Thursday, November 4, 2010

Feature: The Manitou - Let's Build Mecha! (2010)

Every so often here on Synthspotter I'll be featuring noteworthy (synthworthy?) independent releases. I'm kicking things off with an e.p. by The Manitou (otherwise known as yours truly).

"Let's Build Mecha!" features seven tracks, most of which were composed for Brokensea Audio Productions' "Doctor Who: Mechalution." It is of course the very same Doctor Who made famous by the BBC, in this case produced and written by and for fans who just can't get enough of the show.
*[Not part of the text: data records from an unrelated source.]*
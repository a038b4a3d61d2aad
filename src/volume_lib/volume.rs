// src/volume_lib/volume.rs

use std::path::Path;

use super::error::{ConfigError, LoadError};

const HEADER_LEN: usize = 12;

#[derive(Clone, Copy, Debug, PartialEq, Eq, Hash)]
pub struct Dimensions {
    pub x: u32,
    pub y: u32,
    pub z: u32,
}

impl Dimensions {
    pub fn new(x: u32, y: u32, z: u32) -> Self {
        Self { x, y, z }
    }

    /// Samples in one layer (`x * y`).
    pub fn layer_len(&self) -> usize {
        self.x as usize * self.y as usize
    }

    pub fn sample_count(&self) -> usize {
        self.layer_len() * self.z as usize
    }

    pub fn index(&self, vx: u32, vy: u32, vz: u32) -> usize {
        vx as usize + vy as usize * self.x as usize + vz as usize * self.layer_len()
    }
}

/// A 3D grid of signed 16-bit intensity samples, stored x-fastest.
///
/// Volumes are immutable once built. Renderers share them through `Arc`
/// and use pointer identity to notice when a different volume is handed in.
#[derive(Debug, Clone, PartialEq)]
pub struct Volume {
    dims: Dimensions,
    samples: Vec<i16>,
}

impl Volume {
    pub fn new(dims: Dimensions, samples: Vec<i16>) -> Result<Self, ConfigError> {
        if dims.x == 0 || dims.y == 0 || dims.z == 0 {
            return Err(ConfigError::InvalidDimensions {
                x: dims.x as i64,
                y: dims.y as i64,
                z: dims.z as i64,
            });
        }
        let expected = dims.sample_count();
        if samples.len() != expected {
            return Err(ConfigError::SampleCountMismatch { expected, actual: samples.len() });
        }
        Ok(Self { dims, samples })
    }

    /// Decodes the loader blob: three little-endian `i32` dimensions followed
    /// by `x * y * z` little-endian `i16` samples. Trailing bytes are ignored.
    pub fn from_bytes(bytes: &[u8]) -> Result<Self, LoadError> {
        if bytes.len() < HEADER_LEN {
            return Err(LoadError::TruncatedHeader { len: bytes.len() });
        }
        let read_dim = |at: usize| i32::from_le_bytes([bytes[at], bytes[at + 1], bytes[at + 2], bytes[at + 3]]);
        let (x, y, z) = (read_dim(0), read_dim(4), read_dim(8));
        if x <= 0 || y <= 0 || z <= 0 {
            return Err(ConfigError::InvalidDimensions { x: x as i64, y: y as i64, z: z as i64 }.into());
        }

        let dims = Dimensions::new(x as u32, y as u32, z as u32);
        let payload = &bytes[HEADER_LEN..];
        let expected = dims.sample_count() * std::mem::size_of::<i16>();
        if payload.len() < expected {
            return Err(LoadError::TruncatedSamples { expected, actual: payload.len() });
        }

        let samples = payload[..expected]
            .chunks_exact(2)
            .map(|pair| i16::from_le_bytes([pair[0], pair[1]]))
            .collect();

        log::info!("Decoded volume {}x{}x{}", dims.x, dims.y, dims.z);
        Ok(Self::new(dims, samples)?)
    }

    pub fn from_path(path: impl AsRef<Path>) -> Result<Self, LoadError> {
        let bytes = std::fs::read(path.as_ref())?;
        Self::from_bytes(&bytes)
    }

    pub fn dims(&self) -> Dimensions {
        self.dims
    }

    pub fn samples(&self) -> &[i16] {
        &self.samples
    }

    pub fn len(&self) -> usize {
        self.samples.len()
    }

    pub fn is_empty(&self) -> bool {
        self.samples.is_empty()
    }

    pub fn sample(&self, vx: u32, vy: u32, vz: u32) -> i16 {
        self.samples[self.dims.index(vx, vy, vz)]
    }
}

#[cfg(test)]
mod tests {
    use super::*;

    fn blob(dims: [i32; 3], samples: &[i16]) -> Vec<u8> {
        let mut bytes = Vec::new();
        for d in dims {
            bytes.extend_from_slice(&d.to_le_bytes());
        }
        for s in samples {
            bytes.extend_from_slice(&s.to_le_bytes());
        }
        bytes
    }

    #[test]
    fn decodes_header_and_samples() {
        let bytes = blob([2, 1, 2], &[-3, 7, 1000, -32768]);
        let volume = Volume::from_bytes(&bytes).unwrap();
        assert_eq!(volume.dims(), Dimensions::new(2, 1, 2));
        assert_eq!(volume.samples(), &[-3, 7, 1000, -32768]);
        assert_eq!(volume.sample(0, 0, 1), 1000);
    }

    #[test]
    fn ignores_trailing_bytes() {
        let mut bytes = blob([1, 1, 1], &[42]);
        bytes.extend_from_slice(&[0xFF, 0xFF, 0xFF]);
        assert_eq!(Volume::from_bytes(&bytes).unwrap().samples(), &[42]);
    }

    #[test]
    fn rejects_short_header() {
        assert!(matches!(
            Volume::from_bytes(&[0u8; 7]),
            Err(LoadError::TruncatedHeader { len: 7 })
        ));
    }

    #[test]
    fn rejects_truncated_payload() {
        let bytes = blob([2, 2, 2], &[1, 2, 3]);
        assert!(matches!(
            Volume::from_bytes(&bytes),
            Err(LoadError::TruncatedSamples { expected: 16, actual: 6 })
        ));
    }

    #[test]
    fn rejects_non_positive_dimensions() {
        let bytes = blob([4, 0, 1], &[]);
        assert!(matches!(
            Volume::from_bytes(&bytes),
            Err(LoadError::Config(ConfigError::InvalidDimensions { .. }))
        ));
    }

    #[test]
    fn new_checks_sample_count() {
        let err = Volume::new(Dimensions::new(2, 2, 1), vec![0; 3]).unwrap_err();
        assert_eq!(err, ConfigError::SampleCountMismatch { expected: 4, actual: 3 });
    }

    #[test]
    fn index_is_x_fastest() {
        let dims = Dimensions::new(3, 4, 5);
        assert_eq!(dims.index(1, 2, 3), 1 + 2 * 3 + 3 * 12);
    }
}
There are a couple of moody experimental pieces on this release, but the rest is techno-pop with an industrial edge. The songs are crafted using sampled circuit-bent gear (such as a modified Texas Instruments Speak & Spell), synthesized & sampled percussion, a Novation K-Station analog-modelling synth, and a Crumar Performer string synthesizer.

Doctor Who: Mechalution, in a nutshell, is about a planet where robotic lifeforms are evolving out of the entropy left by its former inhabitants. The Manitou's music has investigated similar themes in the past, so it was fun to do an entire e.p. in that vein.

Best of all, the podcast episode is available for free at the Brokensea link above, and the e.p. is also free at To further entice you, here's a video promo:

The Manitou - Let's Build Mecha (Promo), courtesy of wireslave.


Sunday, October 10, 2010

Thompson Twins - Into The Gap (1983)

Here's an album I recently rediscovered, and which was big with me when I was a kid. Into The Gap is certainly the Thompson Twins most successful album, and with good reason. The songs are catchy, well-executed, and full of diverse sounds and instrumentation. The band, at this stage in their career, consisted of:

Tom Bailey: vocals, synthesizer, piano, contrabass, harmonica, guitars, drum programming.
Joe Leeway: Prophet synthesizer, percussion, backing vocals.
Alannah Currie: backing vocals, drums, percussion, marimba, xylophone, backing vocals.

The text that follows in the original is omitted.